What the task requires: From the entries that follow, copy exactly the lines beginning at the line holding "use std::time::Duration;" and continuing through the line holding "#[derive(Default)]".

Extracted entries:
* * *

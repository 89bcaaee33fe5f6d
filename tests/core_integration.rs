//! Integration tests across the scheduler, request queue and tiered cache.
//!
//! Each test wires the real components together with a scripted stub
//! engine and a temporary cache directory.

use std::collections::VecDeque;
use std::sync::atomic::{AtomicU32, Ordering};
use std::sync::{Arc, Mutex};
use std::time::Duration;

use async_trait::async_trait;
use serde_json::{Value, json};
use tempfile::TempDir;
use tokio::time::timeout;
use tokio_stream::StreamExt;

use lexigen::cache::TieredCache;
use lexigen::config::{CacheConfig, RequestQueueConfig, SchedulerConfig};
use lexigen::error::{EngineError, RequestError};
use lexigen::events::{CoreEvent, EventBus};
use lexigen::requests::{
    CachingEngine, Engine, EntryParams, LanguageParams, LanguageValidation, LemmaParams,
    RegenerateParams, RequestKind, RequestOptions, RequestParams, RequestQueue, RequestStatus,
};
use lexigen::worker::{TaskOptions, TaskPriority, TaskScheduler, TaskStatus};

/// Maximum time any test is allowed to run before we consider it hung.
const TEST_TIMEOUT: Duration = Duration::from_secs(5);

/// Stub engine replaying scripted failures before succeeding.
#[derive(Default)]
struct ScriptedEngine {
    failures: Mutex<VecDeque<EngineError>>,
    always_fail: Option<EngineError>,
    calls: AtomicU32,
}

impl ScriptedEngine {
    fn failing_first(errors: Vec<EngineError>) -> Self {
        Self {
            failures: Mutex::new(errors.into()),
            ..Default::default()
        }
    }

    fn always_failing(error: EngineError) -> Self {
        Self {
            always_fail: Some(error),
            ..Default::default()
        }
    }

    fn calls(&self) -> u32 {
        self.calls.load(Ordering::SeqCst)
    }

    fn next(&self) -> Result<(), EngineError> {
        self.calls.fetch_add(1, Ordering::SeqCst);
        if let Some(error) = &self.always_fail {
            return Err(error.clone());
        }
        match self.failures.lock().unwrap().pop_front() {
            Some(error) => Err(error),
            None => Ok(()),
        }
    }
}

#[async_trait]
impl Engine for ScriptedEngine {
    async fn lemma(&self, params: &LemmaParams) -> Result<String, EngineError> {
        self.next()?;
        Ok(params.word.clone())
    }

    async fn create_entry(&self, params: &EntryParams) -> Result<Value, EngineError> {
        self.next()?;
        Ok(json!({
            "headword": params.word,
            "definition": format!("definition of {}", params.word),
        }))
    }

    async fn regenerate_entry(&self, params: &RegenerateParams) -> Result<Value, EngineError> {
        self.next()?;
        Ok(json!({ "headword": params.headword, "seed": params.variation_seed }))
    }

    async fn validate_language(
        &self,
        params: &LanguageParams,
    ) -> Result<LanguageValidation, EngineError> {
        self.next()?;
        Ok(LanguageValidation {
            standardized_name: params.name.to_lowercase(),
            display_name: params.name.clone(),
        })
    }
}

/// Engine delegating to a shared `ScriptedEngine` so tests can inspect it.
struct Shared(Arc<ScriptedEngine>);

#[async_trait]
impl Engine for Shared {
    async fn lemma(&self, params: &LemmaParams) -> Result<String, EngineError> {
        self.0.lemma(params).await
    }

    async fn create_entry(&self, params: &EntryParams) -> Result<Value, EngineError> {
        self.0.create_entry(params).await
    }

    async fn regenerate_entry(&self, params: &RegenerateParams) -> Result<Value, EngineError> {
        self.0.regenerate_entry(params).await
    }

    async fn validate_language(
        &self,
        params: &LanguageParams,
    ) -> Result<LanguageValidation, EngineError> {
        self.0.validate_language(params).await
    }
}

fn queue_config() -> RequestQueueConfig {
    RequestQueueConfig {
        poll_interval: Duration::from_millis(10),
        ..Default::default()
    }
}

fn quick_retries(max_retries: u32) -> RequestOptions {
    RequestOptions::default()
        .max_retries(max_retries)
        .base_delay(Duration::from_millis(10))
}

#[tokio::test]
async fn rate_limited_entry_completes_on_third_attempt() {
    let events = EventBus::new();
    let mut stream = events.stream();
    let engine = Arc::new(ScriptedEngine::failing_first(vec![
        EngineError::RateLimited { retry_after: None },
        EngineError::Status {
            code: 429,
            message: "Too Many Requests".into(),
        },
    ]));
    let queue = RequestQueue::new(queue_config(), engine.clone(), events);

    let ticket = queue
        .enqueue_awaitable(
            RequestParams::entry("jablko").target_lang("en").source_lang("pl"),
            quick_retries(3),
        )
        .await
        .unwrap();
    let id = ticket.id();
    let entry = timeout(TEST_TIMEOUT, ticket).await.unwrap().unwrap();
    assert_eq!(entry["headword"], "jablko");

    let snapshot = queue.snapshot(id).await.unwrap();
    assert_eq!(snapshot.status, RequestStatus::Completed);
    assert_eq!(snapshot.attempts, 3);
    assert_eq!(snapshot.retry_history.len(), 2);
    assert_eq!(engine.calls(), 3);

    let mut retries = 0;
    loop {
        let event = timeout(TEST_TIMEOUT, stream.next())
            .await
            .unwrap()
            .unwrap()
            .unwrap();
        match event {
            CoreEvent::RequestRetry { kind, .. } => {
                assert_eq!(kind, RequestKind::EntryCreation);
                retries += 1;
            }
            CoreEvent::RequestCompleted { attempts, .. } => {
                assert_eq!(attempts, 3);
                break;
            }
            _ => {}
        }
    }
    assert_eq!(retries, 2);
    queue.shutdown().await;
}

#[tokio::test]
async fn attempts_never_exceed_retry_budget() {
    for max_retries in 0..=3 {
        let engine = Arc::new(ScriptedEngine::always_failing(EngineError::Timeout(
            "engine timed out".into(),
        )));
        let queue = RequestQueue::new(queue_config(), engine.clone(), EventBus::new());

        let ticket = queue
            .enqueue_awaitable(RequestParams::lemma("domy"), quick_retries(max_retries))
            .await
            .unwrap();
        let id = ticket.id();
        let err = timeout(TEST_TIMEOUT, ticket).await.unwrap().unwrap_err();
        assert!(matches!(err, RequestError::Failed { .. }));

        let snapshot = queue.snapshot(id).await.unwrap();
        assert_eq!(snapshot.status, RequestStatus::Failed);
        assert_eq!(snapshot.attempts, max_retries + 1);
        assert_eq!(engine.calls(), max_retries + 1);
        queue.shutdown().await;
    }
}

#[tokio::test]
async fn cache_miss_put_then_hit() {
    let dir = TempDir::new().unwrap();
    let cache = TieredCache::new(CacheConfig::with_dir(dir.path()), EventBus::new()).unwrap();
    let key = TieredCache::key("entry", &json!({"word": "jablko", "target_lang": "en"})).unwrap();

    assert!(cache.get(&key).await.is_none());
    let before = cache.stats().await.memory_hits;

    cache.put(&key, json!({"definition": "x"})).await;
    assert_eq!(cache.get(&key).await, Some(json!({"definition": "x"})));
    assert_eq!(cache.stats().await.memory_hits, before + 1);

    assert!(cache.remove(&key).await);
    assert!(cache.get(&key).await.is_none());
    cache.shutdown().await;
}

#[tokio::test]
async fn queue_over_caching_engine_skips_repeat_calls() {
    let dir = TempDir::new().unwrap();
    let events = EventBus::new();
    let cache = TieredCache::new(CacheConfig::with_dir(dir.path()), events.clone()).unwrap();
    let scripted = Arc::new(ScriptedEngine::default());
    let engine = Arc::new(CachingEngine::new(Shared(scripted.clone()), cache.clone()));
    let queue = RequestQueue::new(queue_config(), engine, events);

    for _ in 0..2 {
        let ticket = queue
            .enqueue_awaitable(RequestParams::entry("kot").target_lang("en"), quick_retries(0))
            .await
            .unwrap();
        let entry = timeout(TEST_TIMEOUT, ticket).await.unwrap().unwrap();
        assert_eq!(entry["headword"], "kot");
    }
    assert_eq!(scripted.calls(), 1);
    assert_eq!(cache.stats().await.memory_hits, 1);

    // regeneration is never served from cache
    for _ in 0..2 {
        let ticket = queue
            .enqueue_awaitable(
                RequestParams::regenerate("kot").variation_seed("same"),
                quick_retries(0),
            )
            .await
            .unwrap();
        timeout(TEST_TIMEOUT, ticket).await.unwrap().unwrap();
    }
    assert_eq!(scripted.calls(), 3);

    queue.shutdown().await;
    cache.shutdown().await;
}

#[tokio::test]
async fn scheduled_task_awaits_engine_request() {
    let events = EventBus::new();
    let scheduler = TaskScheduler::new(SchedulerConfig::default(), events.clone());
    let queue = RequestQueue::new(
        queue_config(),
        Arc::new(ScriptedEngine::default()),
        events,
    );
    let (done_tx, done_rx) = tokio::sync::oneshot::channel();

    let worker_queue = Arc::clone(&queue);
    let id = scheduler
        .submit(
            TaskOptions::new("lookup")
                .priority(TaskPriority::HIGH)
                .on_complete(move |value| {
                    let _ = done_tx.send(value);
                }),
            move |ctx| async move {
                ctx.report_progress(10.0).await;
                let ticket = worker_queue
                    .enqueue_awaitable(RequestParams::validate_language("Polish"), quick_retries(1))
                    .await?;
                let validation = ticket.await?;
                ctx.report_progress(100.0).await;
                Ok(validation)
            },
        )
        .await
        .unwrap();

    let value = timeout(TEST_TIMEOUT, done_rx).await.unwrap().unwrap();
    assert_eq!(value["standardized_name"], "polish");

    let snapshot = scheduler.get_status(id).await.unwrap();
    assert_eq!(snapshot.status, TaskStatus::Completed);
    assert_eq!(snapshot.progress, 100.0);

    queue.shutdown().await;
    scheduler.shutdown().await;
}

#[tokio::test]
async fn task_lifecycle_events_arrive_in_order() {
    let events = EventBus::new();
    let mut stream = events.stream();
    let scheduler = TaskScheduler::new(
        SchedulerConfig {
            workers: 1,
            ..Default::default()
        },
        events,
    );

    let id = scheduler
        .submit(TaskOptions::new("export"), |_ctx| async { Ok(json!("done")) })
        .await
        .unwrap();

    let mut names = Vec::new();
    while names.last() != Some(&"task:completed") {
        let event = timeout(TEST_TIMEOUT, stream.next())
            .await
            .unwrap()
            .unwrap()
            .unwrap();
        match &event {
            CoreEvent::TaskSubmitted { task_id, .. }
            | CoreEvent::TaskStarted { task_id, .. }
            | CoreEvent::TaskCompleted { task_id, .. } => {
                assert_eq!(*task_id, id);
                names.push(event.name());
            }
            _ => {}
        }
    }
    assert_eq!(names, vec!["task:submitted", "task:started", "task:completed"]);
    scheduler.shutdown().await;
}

* * *

Response:
use std::time::Duration;

use async_trait::async_trait;
use serde_json::{Value, json};
use tempfile::TempDir;
use tokio::time::timeout;
use tokio_stream::StreamExt;

use lexigen::cache::TieredCache;
use lexigen::config::{CacheConfig, RequestQueueConfig, SchedulerConfig};
use lexigen::error::{EngineError, RequestError};
use lexigen::events::{CoreEvent, EventBus};
use lexigen::requests::{
    CachingEngine, Engine, EntryParams, LanguageParams, LanguageValidation, LemmaParams,
    RegenerateParams, RequestKind, RequestOptions, RequestParams, RequestQueue, RequestStatus,
};
use lexigen::worker::{TaskOptions, TaskPriority, TaskScheduler, TaskStatus};

/// Maximum time any test is allowed to run before we consider it hung.
const TEST_TIMEOUT: Duration = Duration::from_secs(5);

/// Stub engine replaying scripted failures before succeeding.
#[derive(Default)]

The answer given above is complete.